From Python Standard Library - CSV File Reading and Writing [^]
There has been a spate of articles on the Internet that present methods that claim to be able to process CSV data. Unfortunately, many implementations are just plain wrong!
For example, one published implementation uses the String.Split [^] method to obtain the fields in a CSV data record. In data in which there are no embedded field delimiter characters within a field, this approach will work. For example:
field 1,field 2,field 3<cr><lf>
However, if a field contains an embedded field delimiter character, as in
field 1,"field, 2",field 3<cr><lf>
the String.Split method will return more fields than are actually in the record. And, if the CSV data in the file conforms to either RFC 4180 [^] or CSV Rendering [^], the field containing an embedded field delimiter character will be surrounded by quotation marks, resulting in even more confusion.
2. CSV Format
There are a number of recognized ways in which to format a CSV file. One is defined in the Internet Engineering Task Force (IETF) RFC 4180 [^]. The other is a Microsoft standard defined in CSV Rendering [^]. In this article, I will only explore IETF RFC 4180 and the Microsoft CSV Rendering. A summary of both appear in the following table.
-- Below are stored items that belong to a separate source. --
//! JSON body helpers.

use bytes::Bytes;

use crate::{DateStrategy, DecodeError, with_date_strategy};

/// Content type for request and response bodies.
#[derive(Debug, Clone, Copy, PartialEq, Eq, Hash)]
pub enum ContentType {
    /// JSON content type (`application/json`).
    Json,
    /// Plain text content type (`text/plain`).
    PlainText,
    /// Binary content type (`application/octet-stream`).
    OctetStream,
}

impl ContentType {
    /// Get the MIME type string.
    #[must_use]
    pub const fn as_str(&self) -> &'static str {
        match self {
            Self::Json => "application/json",
            Self::PlainText => "text/plain",
            Self::OctetStream => "application/octet-stream",
        }
    }
}

impl std::fmt::Display for ContentType {
    fn fmt(&self, f: &mut std::fmt::Formatter<'_>) -> std::fmt::Result {
        f.write_str(self.as_str())
    }
}

/// Serialize a value to JSON bytes with the default date strategy.
///
/// # Example
///
/// ```
/// use courier_core::to_json;
/// use serde::Serialize;
///
/// #[derive(Serialize)]
/// struct User { name: String }
///
/// let user = User { name: "Alice".to_string() };
/// let bytes = to_json(&user).expect("serialize");
/// assert_eq!(bytes.as_ref(), br#"{"name":"Alice"}"#);
/// ```
pub fn to_json<T: serde::Serialize + ?Sized>(value: &T) -> serde_json::Result<Bytes> {
    to_json_with(value, &DateStrategy::Deferred)
}

/// Serialize a value to JSON bytes, writing dates with `strategy`.
pub fn to_json_with<T: serde::Serialize + ?Sized>(
    value: &T,
    strategy: &DateStrategy,
) -> serde_json::Result<Bytes> {
    with_date_strategy(strategy, || serde_json::to_vec(value)).map(Bytes::from)
}

/// Deserialize JSON bytes with the default date strategy.
///
/// Errors carry the path of the field that failed (e.g. `user.address.city`).
///
/// # Example
///
/// ```
/// use courier_core::from_json;
/// use serde::Deserialize;
///
/// #[derive(Debug, PartialEq, Deserialize)]
/// struct User { name: String }
///
/// let user: User = from_json(br#"{"name":"Alice"}"#).expect("deserialize");
/// assert_eq!(user, User { name: "Alice".to_string() });
/// ```
pub fn from_json<T: serde::de::DeserializeOwned>(bytes: &[u8]) -> Result<T, DecodeError> {
    from_json_with(bytes, &DateStrategy::Deferred)
}

/// Deserialize JSON bytes, reading dates with `strategy`.
pub fn from_json_with<T: serde::de::DeserializeOwned>(
    bytes: &[u8],
    strategy: &DateStrategy,
) -> Result<T, DecodeError> {
    with_date_strategy(strategy, || {
        let mut deserializer = serde_json::Deserializer::from_slice(bytes);
        let value = serde_path_to_error::deserialize(&mut deserializer)
            .map_err(|e| DecodeError::json(e.path().to_string(), e.inner().to_string()))?;
        deserializer
            .end()
            .map_err(|e| DecodeError::json(".", e.to_string()))?;
        Ok(value)
    })
}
Notes on the following table.
- The phrase "double quotes" has been replaced by "quotation marks." Likewise, "double quote" has been replaced by "quotation mark."
- The phrase "double-quotes" has been replaced by "quotation marks."
- The phrase "line break" has been replaced by the phrase "record delimiter string."
- The phrase "field delimiter string" has been replaced by "field delimiter character" because its primitive data type is character and not string.
- The phrase "text qualifier string" has been replaced by "text qualifier character" because its primitive data type is character and not string.
- Brackets surround a character sequence that should be treated as a single entity. For example, "[<cr><lf>]" should be read as a single entity that is composed of a carriage-return and a line-feed.
- Parentheses surround an example of a character. For example, the phrase "...and comma (,)..." contains an element providing an example of a "comma."
- The table cells contain the portions of the two documents, mentioned above. The R-rules are from the IETF RFC; the M-rules are from Microsoft CSV Rendering.
- Following the R- and M-rules, are the rules used in the parser (P-rules) and the emitter (E-rules). Within the P- and E-rules are found bolded phrases. These represent public properties whose values can be modified.
IETF RFC 4180 | Microsoft CSV Rendering |
R1 Each record is located on a separate line, delimited by a record delimiter string ([<cr><lf>]).
R2 The last record in the file may or may not have an ending record delimiter string.
| M1 The record delimiter string is the carriage return and line feed ([<cr><lf>])
|
P1 Prior to parsing, the first record in the CSV data is scanned to determine the record delimiter used.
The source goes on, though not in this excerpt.